Der vermeintliche Killer auf dem Rachetrip wird natürlich von Jô Shishido verkörpert. Er hat aber nicht nur nichts mit den Mordanschlägen auf die Gangsterbosse zu tun – im Laufe des Films beißt einer nach dem anderen ins Gras -, sondern er ist bei dem bunten Treiben, das sich hier entspinnt, im Folgenden eigentlich nur prominenter Zaungast. MURDER UNINCORPORATED entpuppt sich als turbulente Killer-Komödie, in dessen Mittelpunkt die engagierten Profis stehen, die unseren Joe auf die Schliche kommen sollen. Doch die werden ihrerseits vom eigentlichen Drahtzieher dieser Verschwörung, dem Boss der gegnerischen Anzai-Gang, ausgedünnt, der seinerseits einen Haufen Hitmen anheuert und auf die zehn ahnungslosen Trottel loslässt. Daraus ergibt sich dann ein klamaukiges Hin und Her, dem immer wieder Gangster und Killer zum Opfer fallen, bis Joe sich erbarmt und auf die Seite seiner Verfolger schlägt, um das hinterhältige Spiel zu beenden.

Als Joe-Feature ist der ganze Spaß ganz klar ein Etikettenschwindel, denn der Nikkatsu-Star tritt nur am Anfang und am Ende in Aktion, verschwindet im Mittelteil über weite Strecken gänzlich von der Bildfläche. Der Film entpuppt sich dabei als äußerst durchschnittlicher Klamauk aus Situationskomik und ein wenig Slapstick. Allerdings bringen die ganzen verschiedenen Charaktere mit ihren Kostümen und Persönlichkeiten schon ein wenig Pepp in die Sache. Wir haben z.B. die Brillenschlange Konmatsu, der Joe immer mal wieder unwissentlich über den Weg läuft, um ihn dann als „seinen Schüler“ unter seine Fittiche zu nehmen. Er will für alles Geld haben, ob er nun zuhört, antwortet oder sich schlicht in Bewegung setzt, weil er auf ein eigenes Geschäft spart. Er steht zumeist auch im Vordergrund der Handlung und übernimmt die Führung der Zehnertruppe, die sich schon bald in Zweierpaare splittet. Dazu gesellen sich noch ein Junge, der behauptet, der Enkel von Al Capone zu sein, ein ehemaliges Baseball-Talent mit schießenden Schläger, ein Heinrich-Heine-Fan mit Pistole im Buch und ein Koch, der es nicht fertig bringt, Fisch auszunehmen. Mit ihren bemitleidenswerten Kollegen stolpern sie von einer Falle in die nächste, bis sich Joe of Spades irgendwann erbarmt, die Sache selbst in die Hand zu nehmen, wobei er auch mit der Tochter des Anzai-Bosses anbändeln darf.

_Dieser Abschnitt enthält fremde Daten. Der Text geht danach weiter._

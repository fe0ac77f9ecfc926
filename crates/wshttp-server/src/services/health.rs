use async_trait::async_trait;

use crate::dispatch::{ServerHandler, SocketContext};

/// `Health/Index`: refresh the channel's activity time and report success.
pub struct HealthService {
    show_logs: bool,
}

impl HealthService {
    pub fn new(show_logs: bool) -> Self {
        Self { show_logs }
    }
}

#[async_trait]
impl ServerHandler for HealthService {
    async fn handle(&self, ctx: &mut SocketContext) {
        ctx.channel.touch();
        ctx.response.code = 0;
        ctx.response.msg = "success".into();
        if self.show_logs {
            tracing::info!(channel = %ctx.channel.name(), body = %ctx.request.body, "health");
        }
    }
}
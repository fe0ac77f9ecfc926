//! Health monitor.
//!
//! Every `health_interval` the monitor sends `Health/Index` (body = unix time
//! in ms) through the normal call path. A `failed_to_send` result means the
//! transport is gone and the recorded url is re-opened. Without a recorded
//! url (never opened, or closed) a tick does nothing.

use std::sync::atomic::Ordering;
use std::time::{Duration, SystemTime, UNIX_EPOCH};

use tokio::task::JoinHandle;

use crate::config::ReconnectSection;
use crate::manager::ConnectionManager;

pub const HEALTH_HANDLER: &str = "Health";
pub const HEALTH_METHOD: &str = "Index";

/// How aggressively to reconnect.
///
/// The default retries on every failed check, immediately, forever.
#[derive(Debug, Clone, PartialEq, Eq)]
pub struct ReconnectPolicy {
    pub max_attempts: Option<u32>,
    pub base_delay: Duration,
    pub max_delay: Duration,
}

impl Default for ReconnectPolicy {
    fn default() -> Self {
        Self {
            max_attempts: None,
            base_delay: Duration::ZERO,
            max_delay: Duration::from_secs(60),
        }
    }
}

impl From<&ReconnectSection> for ReconnectPolicy {
    fn from(r: &ReconnectSection) -> Self {
        Self {
            max_attempts: r.max_attempts,
            base_delay: Duration::from_millis(r.base_delay_ms),
            max_delay: Duration::from_millis(r.max_delay_ms),
        }
    }
}

impl ReconnectPolicy {
    /// `attempt` is 1-based.
    pub fn allows(&self, attempt: u32) -> bool {
        self.max_attempts.map_or(true, |max| attempt <= max)
    }

    /// Exponential backoff: `base * 2^(attempt-1)`, capped at `max_delay`.
    pub fn delay_for(&self, attempt: u32) -> Duration {
        if self.base_delay.is_zero() {
            return Duration::ZERO;
        }
        let factor = 1u32 << attempt.saturating_sub(1).min(16);
        self.base_delay.saturating_mul(factor).min(self.max_delay)
    }
}

/// What a single health check did.
#[derive(Debug, Clone, PartialEq, Eq)]
pub enum HealthOutcome {
    /// No recorded url; nothing to check.
    Idle,
    /// Round-trip completed (any non-transport result).
    Healthy { code: i32, msg: String },
    Reconnected,
    ReconnectFailed,
    /// Another reconnect is already running.
    ReconnectInFlight,
    /// `max_attempts` exhausted.
    GaveUp,
}

impl ConnectionManager {
    /// Spawn the periodic monitor. Each tick runs its check on its own task
    /// so a slow round-trip never delays the next tick.
    pub fn spawn_health_monitor(&self) -> JoinHandle<()> {
        let mgr = self.clone();
        let every = self.inner.opts.health_interval;

        tokio::spawn(async move {
            let mut tick = tokio::time::interval(every);
            tick.set_missed_tick_behavior(tokio::time::MissedTickBehavior::Delay);
            // first tick fires immediately
            tick.tick().await;

            loop {
                tick.tick().await;
                if mgr.conn_url().await.is_none() {
                    continue;
                }
                let m = mgr.clone();
                tokio::spawn(async move {
                    m.health_check().await;
                });
            }
        })
    }

    /// Run one health round-trip and react to the result.
    pub async fn health_check(&self) -> HealthOutcome {
        if self.conn_url().await.is_none() {
            return HealthOutcome::Idle;
        }

        let resp = self
            .send_text_message(HEALTH_HANDLER, HEALTH_METHOD, &unix_millis().to_string())
            .await;

        if !resp.is_failed_to_send() {
            tracing::info!(code = resp.code, msg = %resp.msg, "health check");
            return HealthOutcome::Healthy { code: resp.code, msg: resp.msg };
        }

        // re-read: a close during the round-trip turns the monitor idle
        let Some(url) = self.conn_url().await else {
            return HealthOutcome::Idle;
        };
        tracing::info!(url = %url, "health check failed, reconnecting");
        self.reconnect(&url).await
    }

    async fn reconnect(&self, url: &str) -> HealthOutcome {
        if self.inner.reconnecting.swap(true, Ordering::AcqRel) {
            return HealthOutcome::ReconnectInFlight;
        }

        let attempt = self.inner.reconnect_attempts.fetch_add(1, Ordering::SeqCst).saturating_add(1);
        let policy = &self.inner.opts.reconnect;

        let outcome = if !policy.allows(attempt) {
            tracing::warn!(url, attempt, "reconnect attempts exhausted");
            HealthOutcome::GaveUp
        } else {
            let delay = policy.delay_for(attempt);
            if !delay.is_zero() {
                tracing::debug!(attempt, delay_ms = delay.as_millis() as u64, "reconnect backoff");
                tokio::time::sleep(delay).await;
            }
            match self.open(url, None).await {
                Ok(()) => HealthOutcome::Reconnected,
                Err(e) => {
                    tracing::warn!(url, attempt, error = %e, "reconnect failed");
                    HealthOutcome::ReconnectFailed
                }
            }
        };

        self.inner.reconnecting.store(false, Ordering::Release);
        outcome
    }
}

fn unix_millis() -> u128 {
    SystemTime::now()
        .duration_since(UNIX_EPOCH)
        .unwrap_or_default()
        .as_millis()
}
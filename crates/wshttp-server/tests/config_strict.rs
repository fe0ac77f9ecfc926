#![allow(clippy::unwrap_used)]
#![allow(clippy::expect_used)]
#![allow(clippy::panic)]

use wshttp_server::config;

#[test]
fn deny_unknown_fields_nested() {
    let bad = r#"
version: 1
server:
  listen: "127.0.0.1:8080"
  hearbeat: true # typo should fail
"#;

    let err = config::load_from_str(bad).expect_err("must fail");
    assert_eq!(err.code(), "BAD_REQUEST");
}

#[test]
fn ok_minimal_config_uses_defaults() {
    let cfg = config::load_from_str("version: 1\n").expect("must parse");
    assert_eq!(cfg.server.listen, "0.0.0.0:8080");
    assert_eq!(cfg.server.path, "/websocket/http");
    assert!(!cfg.server.heartbeat);
    assert_eq!(cfg.server.idle_timeout_ms, 60000);
    assert_eq!(cfg.server.request_timeout_ms, 60000);
}

#[test]
fn wrong_version_is_rejected() {
    let err = config::load_from_str("version: 3\n").expect_err("must fail");
    assert_eq!(err.code(), "UNSUPPORTED_VERSION");
}

#[test]
fn range_checks() {
    let cases = [
        "version: 1\nserver:\n  path: \"websocket\"\n",
        "version: 1\nserver:\n  idle_timeout_ms: 500\n",
        "version: 1\nserver:\n  request_timeout_ms: 700000\n",
        "version: 1\nserver:\n  outbound_queue: 0\n",
    ];
    for c in cases {
        let err = config::load_from_str(c).expect_err(c);
        assert_eq!(err.code(), "BAD_REQUEST", "{c}");
    }
}

#[test]
fn shipped_sample_config_loads() {
    let path = concat!(env!("CARGO_MANIFEST_DIR"), "/../../wshttp-server.yaml");
    let cfg = config::load_from_file(path).expect("sample config must load");
    assert!(cfg.server.heartbeat);
    assert_eq!(cfg.server.path, "/websocket/http");
}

MURDER UNINCORPORATED bewegt sich die meiste Zeit auf dem Niveau von mittelmäßigen Jerry-Lewis-Filmen. Das Niveau ist überschaubar, und es zündet längst nicht jeder Gag. Zudem sieht man Jô Shishido in seinen Szenen deutlich an, dass dies hier nur lästige Pflichterfüllung für ihn darstellte. Die anderen Darsteller dagegen sind mit Feuereifer bei der Sache, und die Fülle an skurrilen Typen und schrägen Einfällen sorgt zumindest dafür, dass einem nicht langweilig wird. Wenn man sich damit arrangiert, dass es nur wenig Joe, dafür umso mehr stumpfen Frohsinn gibt, kann man durchaus seinen Spaß mit dem Filmchen haben. Es ist halt eher leichte Kost, zumal auch trotz makabrer Tendenzen gröbere Gewalttätigkeiten ausbleiben.